Even before the legal troubles forced their hand, studio executives were quietly reconsidering their plans. The film intended to launch the villain into the stratosphere severely missed expectations on every front. Ant-Man and the Wasp: Quantumania earned a dismal 48 percent critics score on Rotten Tomatoes and stalled at $476,071,180 at the global box office. For a film tasked with establishing the primary threat for an entire saga, those numbers sent off alarm bells behind the scenes.

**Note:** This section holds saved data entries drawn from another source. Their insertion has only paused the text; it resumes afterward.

//! Concurrent access to the task manager and the shared repository.

use std::collections::HashSet;
use std::sync::Arc;

use super::helpers::{TestManager, create_task, manager, repository};
use async_trait::async_trait;
use mockable::DefaultClock;
use rstest::rstest;
use tasktree::task::{
    adapters::memory::InMemoryTaskRepository,
    domain::{
        HierarchyViolation, NewTask, Page, PageRequest, Task, TaskCode, TaskNode, TaskStatus,
    },
    ports::{TaskRepository, TaskRepositoryResult},
    services::{
        ListTasksRequest, TaskErrorKind, TaskManager, TaskManagerError, TaskRequest, TaskView,
    },
};
use tokio::sync::Barrier;

#[rstest]
#[tokio::test(flavor = "multi_thread", worker_threads = 4)]
async fn concurrent_creates_receive_unique_codes(manager: TestManager) -> eyre::Result<()> {
    let shared = Arc::new(manager);
    let handles: Vec<_> = (0..32)
        .map(|index| {
            let worker = Arc::clone(&shared);
            tokio::spawn(async move { create_task(&worker, &format!("Task {index}"), None).await })
        })
        .collect();

    let mut codes = HashSet::new();
    for handle in handles {
        let created = handle.await??;
        eyre::ensure!(codes.insert(created.code), "duplicate code issued");
    }
    let stored = shared
        .list(&ListTasksRequest::new().with_size(100))
        .await?;
    eyre::ensure!(stored.total_items() == 32, "every create is stored");
    Ok(())
}

/// Races a child create against deleting its parent and checks that at most
/// one of them succeeds.
async fn race_create_child_against_delete(
    creator: Arc<TestManager>,
    deleter: Arc<TestManager>,
) -> eyre::Result<()> {
    let parent = create_task(&creator, "Parent", None).await?;
    let parent_code = parent.code.to_string();

    let create = {
        let code = parent_code.clone();
        let worker = Arc::clone(&creator);
        tokio::spawn(async move { create_task(&worker, "Child", Some(code.as_str())).await })
    };
    let delete = {
        let code = parent_code.clone();
        let worker = Arc::clone(&deleter);
        tokio::spawn(async move { worker.delete(&code).await })
    };
    let created = create.await?;
    let deleted = delete.await?;

    match (&created, &deleted) {
        (Ok(child), Err(err)) => {
            eyre::ensure!(err.kind() == TaskErrorKind::ValidationFailure, "{err:?}");
            let reloaded = creator.get_by_code(&parent_code).await?;
            eyre::ensure!(reloaded.child_codes == vec![child.code.clone()], "child linked");
        }
        (Err(err), Ok(())) => {
            eyre::ensure!(err.kind() == TaskErrorKind::NotFound, "{err:?}");
        }
        _ => {
            return Err(eyre::eyre!(
                "exactly one operation should win, got {created:?} and {deleted:?}"
            ));
        }
    }
    Ok(())
}

#[rstest]
#[tokio::test(flavor = "multi_thread", worker_threads = 4)]
async fn create_under_parent_never_races_past_its_deletion(
    manager: TestManager,
) -> eyre::Result<()> {
    let shared = Arc::new(manager);
    for _ in 0..20 {
        race_create_child_against_delete(Arc::clone(&shared), Arc::clone(&shared)).await?;
    }
    Ok(())
}

#[rstest]
#[tokio::test(flavor = "multi_thread", worker_threads = 4)]
async fn repository_integrity_holds_across_independent_managers(
    repository: Arc<InMemoryTaskRepository>,
) -> eyre::Result<()> {
    let first = Arc::new(TaskManager::new(
        Arc::clone(&repository),
        Arc::new(DefaultClock),
    ));
    let second = Arc::new(TaskManager::new(repository, Arc::new(DefaultClock)));
    for _ in 0..20 {
        race_create_child_against_delete(Arc::clone(&first), Arc::clone(&second)).await?;
    }
    Ok(())
}

/// Delegates to an in-memory store but holds every update until both writers
/// have finished their own validation, so neither sees the other's change.
struct RendezvousRepository {
    inner: InMemoryTaskRepository,
    updates: Barrier,
}

#[async_trait]
impl TaskRepository for RendezvousRepository {
    async fn insert(&self, task: &NewTask) -> TaskRepositoryResult<Task> {
        self.inner.insert(task).await
    }

    async fn update(&self, task: &Task) -> TaskRepositoryResult<Task> {
        self.updates.wait().await;
        self.inner.update(task).await
    }

    async fn delete(&self, task: &Task) -> TaskRepositoryResult<()> {
        self.inner.delete(task).await
    }

    async fn find_by_code(&self, code: &TaskCode) -> TaskRepositoryResult<Option<TaskNode>> {
        self.inner.find_by_code(code).await
    }

    async fn find_all(&self, request: PageRequest) -> TaskRepositoryResult<Page<TaskNode>> {
        self.inner.find_all(request).await
    }

    async fn find_by_parent_code(&self, code: &TaskCode) -> TaskRepositoryResult<Vec<TaskNode>> {
        self.inner.find_by_parent_code(code).await
    }

    async fn find_root_tasks(&self) -> TaskRepositoryResult<Vec<TaskNode>> {
        self.inner.find_root_tasks().await
    }

    async fn find_ancestor_codes(
        &self,
        code: &TaskCode,
        limit: usize,
    ) -> TaskRepositoryResult<Vec<TaskCode>> {
        self.inner.find_ancestor_codes(code, limit).await
    }

    async fn all_codes(&self) -> TaskRepositoryResult<Vec<TaskCode>> {
        self.inner.all_codes().await
    }
}

type RendezvousManager = TaskManager<RendezvousRepository, DefaultClock>;

fn spawn_move(
    manager: &Arc<RendezvousManager>,
    moved: &TaskView,
    new_parent: &TaskView,
) -> tokio::task::JoinHandle<Result<TaskView, TaskManagerError>> {
    let worker = Arc::clone(manager);
    let code = moved.code.to_string();
    let request = TaskRequest::new(moved.title.clone(), TaskStatus::Pending)
        .with_parent_code(new_parent.code.to_string());
    tokio::spawn(async move { worker.update(&code, request).await })
}

#[rstest]
#[tokio::test(flavor = "multi_thread", worker_threads = 4)]
async fn crossed_moves_from_two_managers_cannot_form_a_cycle() -> eyre::Result<()> {
    let repository = Arc::new(RendezvousRepository {
        inner: InMemoryTaskRepository::new(),
        updates: Barrier::new(2),
    });
    let first = Arc::new(TaskManager::new(
        Arc::clone(&repository),
        Arc::new(DefaultClock),
    ));
    let second = Arc::new(TaskManager::new(repository, Arc::new(DefaultClock)));
    let alpha = first
        .create(TaskRequest::new("Alpha", TaskStatus::Pending))
        .await?;
    let beta = first
        .create(TaskRequest::new("Beta", TaskStatus::Pending))
        .await?;

    let alpha_under_beta = spawn_move(&first, &alpha, &beta);
    let beta_under_alpha = spawn_move(&second, &beta, &alpha);
    let outcomes = [alpha_under_beta.await?, beta_under_alpha.await?];

    let winners = outcomes.iter().filter(|outcome| outcome.is_ok()).count();
    eyre::ensure!(winners == 1, "exactly one move should win: {outcomes:?}");
    let refused = outcomes
        .iter()
        .find_map(|outcome| outcome.as_ref().err())
        .ok_or_else(|| eyre::eyre!("one move should be refused"))?;
    eyre::ensure!(
        refused.kind() == TaskErrorKind::ValidationFailure,
        "{refused:?}"
    );
    eyre::ensure!(
        matches!(
            refused,
            TaskManagerError::Hierarchy(HierarchyViolation::CircularReference { .. })
        ),
        "{refused:?}"
    );

    let roots = first.list_roots().await?;
    eyre::ensure!(roots.len() == 1, "one of the two tasks stays a root");
    let child = roots
        .first()
        .and_then(|root| root.child_codes.first())
        .ok_or_else(|| eyre::eyre!("the root should have the other task as child"))?;
    let reloaded = second.get_by_code(child.as_str()).await?;
    eyre::ensure!(reloaded.hierarchy_level == 2, "{reloaded:?}");
    Ok(())
}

How the Council of Kangs Fell Apart
| Original Studio Plan | Current Studio Reality |
|---|---|
| Avengers: The Kang Dynasty scheduled for release | Film retitled to Avengers: Doomsday |
| Jonathan Majors leading the saga | Robert Downey Jr. cast as primary villain |
| Thousands of timeline variants threatening Earth | Threat seemingly resolved off-screen in What If…? |
Originally, the studio was building toward a team-up film titled Avengers: The Kang Dynasty. The plan involved a council of thousands of variants, including named characters like Immortus and Rama-Tut, threatening the fabric of reality itself. Following the actor’s conviction, executives dropped the subtitle for Avengers 5 from their official production slate entirely.
The former star of the franchise recently spoke publicly about his disappointment during an impromptu interview regarding the studio’s choice to move on without him.
I’m heartbroken, of course. I love Kang. I think it’s fair that Mr. Downey is being and has been greeted with patience and curiosity and love… I didn’t really get that.
That quote highlights the difficult position the studio found itself in. The sudden shift leaves a major narrative hole that writers are now rushing to fill. The multiverse remains a central theme for the studio, but the driving force behind that chaos has been unceremoniously swept under the rug without a clear in-universe explanation.
Enter Victor von Doom and the New Avengers Era
The official course correction arrived in late July 2024 on the Hall H stage at San Diego Comic-Con. Studio president Kevin Feige formally retitled the upcoming ensemble film to Avengers: Doomsday. He then introduced Robert Downey Jr. to a stunned crowd, confirming the actor who played Tony Stark for eleven years before his character’s death in 2019 would return to play Victor von Doom.
Taking the stage in a green suit, Downey Jr. simply told the crowd, “New mask, same task. What can I tell you? I like playing complicated characters.”
Feige later admitted in an interview that discussions to pivot began as early as 2022. He noted that the original time-traveling villain simply was not landing with audiences the way they hoped. Thanks to the corporate acquisition of 21st Century Fox, the studio finally had access to the legendary comic book antagonist they actually wanted to use from the beginning.
As the franchise pushes forward toward a February 2025 theatrical release for Captain America: Brave New World, the creative landscape has fundamentally changed. The studio prefers to ignore abandoned storylines with quick visual gags rather than address them head-on. Legacy actors are being brought back to stabilize uncertain box office returns, and the multiverse concept is being used to excuse these dramatic roster changes.
For an interconnected universe built on meticulous planning, abandoning a three-year narrative investment is a very risky bet. Audiences built their expectations around the promise of a timeline war that simply will not happen on screen. For anyone still holding onto the original roadmap, this off-screen resolution is the true end of the #KangDynasty that shaped modern fan theories. Now, the studio must prove its new #MarvelCinematicUniverse direction can win back the trust of its most dedicated viewers before the next Avengers film arrives.